5.3 TYPES OF BONDS

Depending on the tendency of an atom to lose, gain, or share electrons, there are two types of bonds:

1. Ionic bonds
2. Covalent bonds

5.3.1 Ionic Bonds

Ionic bonds are formed between two atoms when one atom loses an electron to form a cation and the other atom gains this electron to form an anion.

Example 5.1: Describing the formation of cations

Describe the formation of Na⁺ and Mg²⁺ cations.

Problem Solving Strategy:

1. Sodium belongs to Group IA on the periodic table. It has only one electron in the valence shell. The sodium atom loses its valence electron and is left with an octet. Represent this by drawing the complete electronic configuration or using an electron dot structure.
2. Magnesium belongs to Group IIA in the periodic table. It has two valence electrons. A magnesium atom loses these electrons to achieve noble gas configuration. Represent this by drawing the complete electronic configuration or using an electron dot structure.

Na: Na (1s² 2s² 2p⁶ 3s¹) → Na⁺ (1s² 2s² 2p⁶)

Mg: Mg (1s² 2s² 2p⁶ 3s²) → Mg²⁺ (1s² 2s² 2p⁶)

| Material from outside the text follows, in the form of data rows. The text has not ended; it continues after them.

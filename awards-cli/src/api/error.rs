//! Remote call failures

use super::models::StackFrame;

/// Why a document service call failed
#[derive(Debug, Clone, PartialEq)]
pub enum RemoteError {
    /// Connection, TLS or request construction failure
    Transport { function: String, message: String },
    /// The call exceeded the configured timeout
    Timeout { function: String, seconds: u64 },
    /// Non-success HTTP status
    Http {
        function: String,
        status: u16,
        body: String,
    },
    /// The script itself raised an error
    Script {
        function: String,
        message: String,
        error_type: Option<String>,
        stack: Vec<StackFrame>,
    },
    /// Response body was not a valid execution response
    Decode { function: String, message: String },
}

impl RemoteError {
    pub fn function(&self) -> &str {
        match self {
            RemoteError::Transport { function, .. }
            | RemoteError::Timeout { function, .. }
            | RemoteError::Http { function, .. }
            | RemoteError::Script { function, .. }
            | RemoteError::Decode { function, .. } => function,
        }
    }
}

impl std::fmt::Display for RemoteError {
    fn fmt(&self, f: &mut std::fmt::Formatter<'_>) -> std::fmt::Result {
        match self {
            RemoteError::Transport { function, message } => {
                write!(f, "{}: request failed: {}", function, message)
            }
            RemoteError::Timeout { function, seconds } => {
                write!(f, "{}: no response after {}s", function, seconds)
            }
            RemoteError::Http {
                function,
                status,
                body,
            } => {
                write!(f, "{}: HTTP {}", function, status)?;
                if !body.is_empty() {
                    write!(f, ": {}", body)?;
                }
                Ok(())
            }
            RemoteError::Script {
                function,
                message,
                error_type,
                stack,
            } => {
                write!(f, "{}: script error", function)?;
                if let Some(kind) = error_type {
                    write!(f, " ({})", kind)?;
                }
                write!(f, ": {}", message)?;
                if !stack.is_empty() {
                    write!(f, "\nScript stacktrace:")?;
                    for frame in stack {
                        write!(f, "\n\t{}", frame)?;
                    }
                }
                Ok(())
            }
            RemoteError::Decode { function, message } => {
                write!(f, "{}: unreadable response: {}", function, message)
            }
        }
    }
}

impl std::error::Error for RemoteError {}

#[cfg(test)]
mod tests {
    use super::*;

    #[test]
    fn test_script_error_lists_stack() {
        let error = RemoteError::Script {
            function: "deleteAwardStudentRows".to_string(),
            message: "Range not found".to_string(),
            error_type: None,
            stack: vec![StackFrame {
                function: Some("deleteAwardStudentRows".to_string()),
                line_number: Some(88),
            }],
        };
        let text = error.to_string();
        assert!(text.starts_with("deleteAwardStudentRows: script error: Range not found"));
        assert!(text.contains("\t88: deleteAwardStudentRows"));
        assert_eq!(error.function(), "deleteAwardStudentRows");
    }

    #[test]
    fn test_http_error_without_body() {
        let error = RemoteError::Http {
            function: "readDataTable".to_string(),
            status: 403,
            body: String::new(),
        };
        assert_eq!(error.to_string(), "readDataTable: HTTP 403");
    }
}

CONCEPT ASSESSMENT EXERCISE 5.1

1. Describe the formation of cations for the following metal atoms:
   • (a) Li (atomic no 3)
   • (b) Al (atomic no. 13)
2. Represent the formation of cations for the following metal atoms using electron dot structures:
   • (a) K
   • (b) Ca

Example 5.2: Describing the formation of anions

Describe the formation of anions for the following non-metal atoms:

• (a) Oxygen (atomic no. 8)
• (b) Fluorine (atomic no. 9)

Problem Solving Strategy:

1. Write electronic configuration or dot structure.
2. Find the number of electrons needed to acquire eight-electron configuration.
3. Represent addition of electrons.

(a) Formation of anion by oxygen atom:
Oxygen belongs to Group VIA on the periodic table. It has six electrons in its valence shell. It needs two electrons to achieve noble gas configuration.
O (1s² 2s² 2p⁴) + 2e⁻ → O²⁻ (1s² 2s² 2p⁶)

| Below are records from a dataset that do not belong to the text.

//! Derived per-student and per-application fields
//!
//! Every rule here is total: malformed or missing input produces a "not
//! available" result instead of an error.

pub mod rates;
pub mod scores;
pub mod status;
pub mod strategy;
pub mod targets;

use crate::config::{ALL_CAMPUSES, EnrichmentRules};
use crate::table::{Table, Value};

pub use rates::{BumpList, final_grad_rate, predicted_grad_rate, selectivity};
pub use scores::{SatToAct, best_score};
pub use status::{AppStatus, ApplicationFacts, classify};
pub use strategy::{StrategyKey, StrategyTable};
pub use targets::{Goal, NeedGroup, TargetTable};

/// Roster columns read by the enrichment rules
pub mod roster_cols {
    pub const STUDENT_ID: &str = "StudentID";
    pub const NAME: &str = "LastFirst";
    pub const CAMPUS: &str = "Campus";
    pub const EFC: &str = "EFC";
    pub const ACT: &str = "ACT";
    pub const SAT: &str = "SAT";
    pub const GPA: &str = "GPA";
    pub const RACE: &str = "Race/ Eth";

    /// Added by `enrich_roster`
    pub const SAT_IN_ACT: &str = "local_sat_in_act";
    pub const BEST_SCORE: &str = "local_act_max";
    pub const STRATEGY: &str = "Stra-tegy";
    pub const TARGET_RATE: &str = "Target Grad Rate";
    pub const IDEAL_RATE: &str = "Ideal Grad Rate";
}

/// Lookup sheets the roster rules consult
#[derive(Debug, Clone, Copy)]
pub struct RosterLookups<'a> {
    pub strategies: &'a StrategyTable,
    pub targets: &'a TargetTable,
    pub sat_to_act: &'a SatToAct,
}

/// Computed columns for one student
#[derive(Debug, Clone, PartialEq)]
struct StudentMetrics {
    sat_in_act: Option<f64>,
    best_score: Option<f64>,
    strategy: Option<i64>,
    target_rate: Option<f64>,
    ideal_rate: Option<f64>,
}

fn student_metrics(
    record: &crate::table::Record<'_>,
    lookups: &RosterLookups<'_>,
    rules: &EnrichmentRules,
) -> StudentMetrics {
    use roster_cols::*;

    let gpa = record.get(GPA);
    let sat_in_act = lookups.sat_to_act.convert(record.get(SAT));
    let best = best_score(record.get(ACT).as_number(), sat_in_act);
    let strategy = lookups.strategies.classify(gpa, best, rules);
    let group = NeedGroup::classify(record.get(EFC), record.get(RACE), rules);

    StudentMetrics {
        sat_in_act,
        best_score: best,
        strategy,
        target_rate: lookups.targets.lookup(strategy, gpa, group, Goal::Target, rules),
        ideal_rate: lookups.targets.lookup(strategy, gpa, group, Goal::Ideal, rules),
    }
}

/// Filter the roster to a campus (unless `All`) and add score, strategy and
/// target/ideal grad rate columns
pub fn enrich_roster(
    roster: &Table,
    campus: &str,
    lookups: &RosterLookups<'_>,
    rules: &EnrichmentRules,
) -> Table {
    use roster_cols::*;

    let mut enriched = roster.clone();
    if campus != ALL_CAMPUSES {
        enriched.retain(|r| r.get(CAMPUS).is_text(campus));
    }

    let metrics: Vec<StudentMetrics> = enriched
        .records()
        .map(|r| student_metrics(&r, lookups, rules))
        .collect();

    enriched.set_column(SAT_IN_ACT, metrics.iter().map(|m| m.sat_in_act.into()).collect());
    enriched.set_column(BEST_SCORE, metrics.iter().map(|m| m.best_score.into()).collect());
    enriched.set_column(
        STRATEGY,
        metrics
            .iter()
            .map(|m| m.strategy.map(Value::Int).unwrap_or_default())
            .collect(),
    );
    enriched.set_column(TARGET_RATE, metrics.iter().map(|m| m.target_rate.into()).collect());
    enriched.set_column(IDEAL_RATE, metrics.iter().map(|m| m.ideal_rate.into()).collect());

    let missing = metrics.iter().filter(|m| m.strategy.is_none()).count();
    if missing > 0 {
        log::info!("{} of {} students have no strategy (missing GPA or scores)", missing, metrics.len());
    }
    log::info!("Total roster length of {}", enriched.len());
    enriched
}
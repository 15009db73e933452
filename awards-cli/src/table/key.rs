//! Composite row identifiers for the summary and award tables

use super::value::Value;

/// One normalized component of a composite key.
///
/// Whole numbers and numeric text compare as integers so that a student id
/// read back from the live document as `"1001"` matches the local `1001`.
#[derive(Debug, Clone, PartialEq, Eq, Hash, PartialOrd, Ord)]
pub enum KeyPart {
    Int(i64),
    Text(String),
}

impl KeyPart {
    /// Normalize a cell into a key part. Blank cells have no key part.
    pub fn from_value(value: &Value) -> Option<Self> {
        match value {
            Value::Null => None,
            Value::Int(i) => Some(KeyPart::Int(*i)),
            Value::Float(f) => {
                if !f.is_finite() {
                    None
                } else if f.fract() == 0.0 && f.abs() < i64::MAX as f64 {
                    Some(KeyPart::Int(*f as i64))
                } else {
                    Some(KeyPart::Text(f.to_string()))
                }
            }
            Value::String(s) => {
                let trimmed = s.trim();
                if trimmed.is_empty() {
                    None
                } else if let Ok(i) = trimmed.parse::<i64>() {
                    Some(KeyPart::Int(i))
                } else {
                    Some(KeyPart::Text(trimmed.to_string()))
                }
            }
        }
    }

    /// Cell representation used when sending a key back to the document
    pub fn to_json(&self) -> serde_json::Value {
        match self {
            KeyPart::Int(i) => serde_json::Value::from(*i),
            KeyPart::Text(s) => serde_json::Value::String(s.clone()),
        }
    }

    pub fn to_value(&self) -> Value {
        match self {
            KeyPart::Int(i) => Value::Int(*i),
            KeyPart::Text(s) => Value::String(s.clone()),
        }
    }
}

impl std::fmt::Display for KeyPart {
    fn fmt(&self, f: &mut std::fmt::Formatter<'_>) -> std::fmt::Result {
        match self {
            KeyPart::Int(i) => write!(f, "{}", i),
            KeyPart::Text(s) => write!(f, "{}", s),
        }
    }
}

impl From<i64> for KeyPart {
    fn from(i: i64) -> Self {
        KeyPart::Int(i)
    }
}

impl From<&str> for KeyPart {
    fn from(s: &str) -> Self {
        KeyPart::Text(s.to_string())
    }
}

/// Identity of an award row: (student, institution, home/away flag)
#[derive(Debug, Clone, PartialEq, Eq, Hash, PartialOrd, Ord)]
pub struct AwardKey {
    pub student: KeyPart,
    pub institution: KeyPart,
    pub location: KeyPart,
}

impl AwardKey {
    pub fn new(
        student: impl Into<KeyPart>,
        institution: impl Into<KeyPart>,
        location: impl Into<KeyPart>,
    ) -> Self {
        Self {
            student: student.into(),
            institution: institution.into(),
            location: location.into(),
        }
    }

    /// Build a key from three cells; `None` if any part is blank
    pub fn from_values(student: &Value, institution: &Value, location: &Value) -> Option<Self> {
        Some(Self {
            student: KeyPart::from_value(student)?,
            institution: KeyPart::from_value(institution)?,
            location: KeyPart::from_value(location)?,
        })
    }

    pub fn to_json(&self) -> serde_json::Value {
        serde_json::Value::Array(vec![
            self.student.to_json(),
            self.institution.to_json(),
            self.location.to_json(),
        ])
    }
}

impl std::fmt::Display for AwardKey {
    fn fmt(&self, f: &mut std::fmt::Formatter<'_>) -> std::fmt::Result {
        write!(f, "({}, {}, {})", self.student, self.institution, self.location)
    }
}

/// An award row's identity plus its monitored status label.
///
/// Blank statuses compare equal to each other whether they arrived as null
/// or as an empty string.
#[derive(Debug, Clone, PartialEq, Eq, Hash, PartialOrd, Ord)]
pub struct StatusRow {
    pub key: AwardKey,
    pub status: String,
}

impl StatusRow {
    pub fn new(key: AwardKey, status: &Value) -> Self {
        Self {
            key,
            status: status.to_string().trim().to_string(),
        }
    }

    /// `[student, institution, location, status]`
    pub fn to_json(&self) -> serde_json::Value {
        serde_json::Value::Array(vec![
            self.key.student.to_json(),
            self.key.institution.to_json(),
            self.key.location.to_json(),
            serde_json::Value::String(self.status.clone()),
        ])
    }
}

#[cfg(test)]
mod tests {
    use super::*;

    #[test]
    fn test_numeric_text_matches_int() {
        assert_eq!(KeyPart::from_value(&Value::from("1001")), Some(KeyPart::Int(1001)));
        assert_eq!(KeyPart::from_value(&Value::Float(5001.0)), Some(KeyPart::Int(5001)));
        assert_eq!(KeyPart::from_value(&Value::Int(5001)), Some(KeyPart::Int(5001)));
    }

    #[test]
    fn test_blank_parts_are_missing() {
        assert_eq!(KeyPart::from_value(&Value::Null), None);
        assert_eq!(KeyPart::from_value(&Value::from("  ")), None);
        assert!(AwardKey::from_values(&Value::Int(1001), &Value::from(""), &Value::from("Home")).is_none());
    }

    #[test]
    fn test_award_key_json() {
        let key = AwardKey::new(1001, 5001, "Home");
        assert_eq!(key.to_json(), serde_json::json!([1001, 5001, "Home"]));
        assert_eq!(key.to_string(), "(1001, 5001, Home)");
    }
}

(b) Formation of anion by fluorine atom:
Fluorine belongs to Group VIIA on the periodic table. It has seven electrons in the valence shell. A fluorine atom therefore, requires only one electron to complete octet.
F (1s² 2s² 2p⁵) + e⁻ → F⁻ (1s² 2s² 2p⁶)

CONCEPT ASSESSMENT EXERCISE 5.2

1. Describe the formation of anions by the following non-metals:
   • (a) Sulphur (atomic No. 16)
   • (b) Chlorine (atomic No. 17)
2. Represent the formation of anions by the following non-metals using electron dot structures:
   • (a) N
   • (b) P
   • (c) Br
   • (d) H
3. Compare differences between the formation of cations and anions.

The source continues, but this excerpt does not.